This practice is a visible sign of the true purpose for Ash Wednesday: repentance. To prepare ourselves to see our Savior shed his blood, we spend time, especially today, in godly sorrow over our sins and all we have done wrong. We remember that the wages of our sin is death, and that one day we will return to the dust from which our race was made. In such sorrow and repentance, we then are properly prepared to see how Jesus has paid for our sins by giving his life on the cross.
Music:
- Hymn: CW 393 “Savior, When in Dust to You”
- Hymn: CW 650 “From Depth of Woe, Lord God, I Cry”
- Hymn: CW 654 “Jesus Sinners Does Receive”
- Hymn: CW 653 “Lord, to You I Make Confession”
- Hymn: CW 407 “When I Survey the Woundrous Cross”

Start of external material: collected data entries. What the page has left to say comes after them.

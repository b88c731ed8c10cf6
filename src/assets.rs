//! Content-addressed asset downloader: fetches Notion-hosted blobs referenced
//! by blocks and property values, skips everything else, and deduplicates
//! concurrently by URL with an atomic check-and-reserve per URL so two
//! concurrent callers for the same asset trigger exactly one download
//! (spec §4.2).

use std::path::{Path, PathBuf};
use std::sync::atomic::{AtomicU64, Ordering};
use std::sync::Arc;
use std::time::Duration;

use dashmap::DashMap;
use sha2::{Digest, Sha256};
use tokio::sync::OnceCell;
use tokio_util::sync::CancellationToken;

use crate::error::AppError;
use crate::types::NodeId;

const NOTION_ASSET_HOSTS: &[&str] = &[
    "s3.us-west-2.amazonaws.com",
    "prod-files-secure.s3.us-west-2.amazonaws.com",
    "secure.notion-static.com",
    "www.notion.so",
];

const DOWNLOAD_TIMEOUT: Duration = Duration::from_secs(60);

#[derive(Debug, Default, Clone, Copy)]
pub struct AssetStats {
    pub downloaded: u64,
    pub skipped: u64,
    pub errors: u64,
}

pub struct AssetDownloader {
    client: reqwest::Client,
    workspace_root: PathBuf,
    /// One `OnceCell` reserved per URL via `DashMap::entry`, so the
    /// reservation itself is atomic: whichever caller's `or_insert_with`
    /// wins creates the cell, and every caller — the winner included — then
    /// races to initialize it through `get_or_try_init`, which runs the
    /// download exactly once and hands the same result to every waiter
    /// (spec §4.2).
    cache: DashMap<String, Arc<OnceCell<String>>>,
    downloaded: AtomicU64,
    skipped: AtomicU64,
    errors: AtomicU64,
}

impl AssetDownloader {
    pub fn new(workspace_root: impl Into<PathBuf>) -> Result<Self, AppError> {
        let client = reqwest::Client::builder().timeout(DOWNLOAD_TIMEOUT).build()?;
        Ok(Self {
            client,
            workspace_root: workspace_root.into(),
            cache: DashMap::new(),
            downloaded: AtomicU64::new(0),
            skipped: AtomicU64::new(0),
            errors: AtomicU64::new(0),
        })
    }

    pub fn stats(&self) -> AssetStats {
        AssetStats {
            downloaded: self.downloaded.load(Ordering::Relaxed),
            skipped: self.skipped.load(Ordering::Relaxed),
            errors: self.errors.load(Ordering::Relaxed),
        }
    }

    fn is_notion_hosted(url: &str) -> bool {
        let Ok(parsed) = url::Url::parse(url) else {
            return false;
        };
        let Some(host) = parsed.host_str() else {
            return false;
        };
        NOTION_ASSET_HOSTS
            .iter()
            .any(|allowed| host == *allowed || host.ends_with(&format!(".{}", allowed)))
    }

    /// Downloads `url` into the directory owned by `node_id`, returning the
    /// filename (relative to that directory) to store on the record/block.
    /// Empty URLs and non-Notion hosts are returned unchanged without error.
    pub async fn download_asset(
        &self,
        cancel: &CancellationToken,
        node_id: NodeId,
        url: &str,
    ) -> Result<String, AppError> {
        if url.is_empty() {
            return Ok(String::new());
        }

        if !Self::is_notion_hosted(url) {
            self.skipped.fetch_add(1, Ordering::Relaxed);
            return Ok(url.to_string());
        }

        if cancel.is_cancelled() {
            return Err(AppError::Cancelled);
        }

        let cell = self
            .cache
            .entry(url.to_string())
            .or_insert_with(|| Arc::new(OnceCell::new()))
            .clone();

        cell.get_or_try_init(|| self.fetch_and_store(cancel, node_id, url))
            .await
            .map(|filename| filename.clone())
    }

    /// Runs on behalf of whichever caller wins the race to initialize a
    /// URL's `OnceCell`. Left uninitialized on error, so a later call (by
    /// this or another caller) gets to retry the download.
    async fn fetch_and_store(
        &self,
        cancel: &CancellationToken,
        node_id: NodeId,
        url: &str,
    ) -> Result<String, AppError> {
        let filename = Self::derive_filename(url);
        let node_dir = self.workspace_root.join(node_id.to_string());
        tokio::fs::create_dir_all(&node_dir).await?;
        let dest = node_dir.join(&filename);

        match self.stream_to_disk(cancel, url, &dest).await {
            Ok(()) => {
                self.downloaded.fetch_add(1, Ordering::Relaxed);
                Ok(filename)
            }
            Err(err) => {
                let _ = tokio::fs::remove_file(&dest).await;
                self.errors.fetch_add(1, Ordering::Relaxed);
                Err(err)
            }
        }
    }

    async fn stream_to_disk(
        &self,
        cancel: &CancellationToken,
        url: &str,
        dest: &Path,
    ) -> Result<(), AppError> {
        use futures::StreamExt;
        use tokio::io::AsyncWriteExt;

        let response = tokio::select! {
            result = self.client.get(url).send() => result?,
            _ = cancel.cancelled() => return Err(AppError::Cancelled),
        };
        if !response.status().is_success() {
            return Err(AppError::ApiError {
                status: response.status().as_u16(),
                code: crate::error::NotionErrorCode::from_http_status(response.status().as_u16()),
                message: format!("asset download failed for {}", url),
            });
        }

        let mut file = tokio::fs::File::create(dest).await?;
        let mut stream = response.bytes_stream();
        while let Some(chunk) = stream.next().await {
            if cancel.is_cancelled() {
                return Err(AppError::Cancelled);
            }
            file.write_all(&chunk?).await?;
        }
        Ok(())
    }

    fn derive_filename(url: &str) -> String {
        let mut hasher = Sha256::new();
        hasher.update(url.as_bytes());
        let digest = hasher.finalize();
        let prefix = digest[..8].iter().map(|b| format!("{:02x}", b)).collect::<String>();

        let basename = url::Url::parse(url)
            .ok()
            .and_then(|parsed| {
                parsed
                    .path_segments()
                    .and_then(|segments| segments.last().map(|s| s.to_string()))
            })
            .filter(|s| !s.is_empty())
            .unwrap_or_else(|| "asset".to_string());

        format!("{}-{}", prefix, basename)
    }

    /// Extracts `file.url`/`external.url` from a media block and delegates.
    pub async fn process_media_block(
        &self,
        cancel: &CancellationToken,
        node_id: NodeId,
        url: &str,
    ) -> Result<String, AppError> {
        self.download_asset(cancel, node_id, url).await
    }

    /// Emoji icons pass through untouched; file/external icons download.
    pub async fn process_icon(
        &self,
        cancel: &CancellationToken,
        node_id: NodeId,
        icon: &crate::api::types::RawIcon,
    ) -> Result<Option<String>, AppError> {
        if let Some(emoji) = icon.as_emoji() {
            return Ok(Some(emoji.to_string()));
        }
        match icon.url() {
            Some(url) => self.download_asset(cancel, node_id, url).await.map(Some),
            None => Ok(None),
        }
    }

    pub async fn process_cover(
        &self,
        cancel: &CancellationToken,
        node_id: NodeId,
        cover: &crate::api::types::RawFile,
    ) -> Result<String, AppError> {
        self.download_asset(cancel, node_id, cover.url()).await
    }
}

#[cfg(test)]
mod tests {
    use super::*;

    #[test]
    fn recognizes_notion_hosted_subdomains() {
        assert!(AssetDownloader::is_notion_hosted(
            "https://prod-files-secure.s3.us-west-2.amazonaws.com/abc/def.png"
        ));
        assert!(AssetDownloader::is_notion_hosted(
            "https://www.notion.so/image.png"
        ));
        assert!(!AssetDownloader::is_notion_hosted("https://example.com/image.png"));
    }

    #[test]
    fn derives_stable_hash_prefixed_filename() {
        let a = AssetDownloader::derive_filename("https://secure.notion-static.com/x/y/photo.png?x=1");
        let b = AssetDownloader::derive_filename("https://secure.notion-static.com/x/y/photo.png?x=1");
        assert_eq!(a, b);
        assert!(a.ends_with("-photo.png"));
    }
}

Ash Wednesday February 18, 2026
Zechariah 1:1-6 Pastor Ryan Wolfe
Return to Me!
It’s a sad, and all-too-common scene. A young man storms out of the room, slamming the door. Yes, he had lied to his dad, he had done wrong, but still he didn’t need to put up with his father’s discipline. He’s done: done with that house, done with those rules, done with doing what others told him to do. He’s old enough to be on his own, so he storms off in a rage.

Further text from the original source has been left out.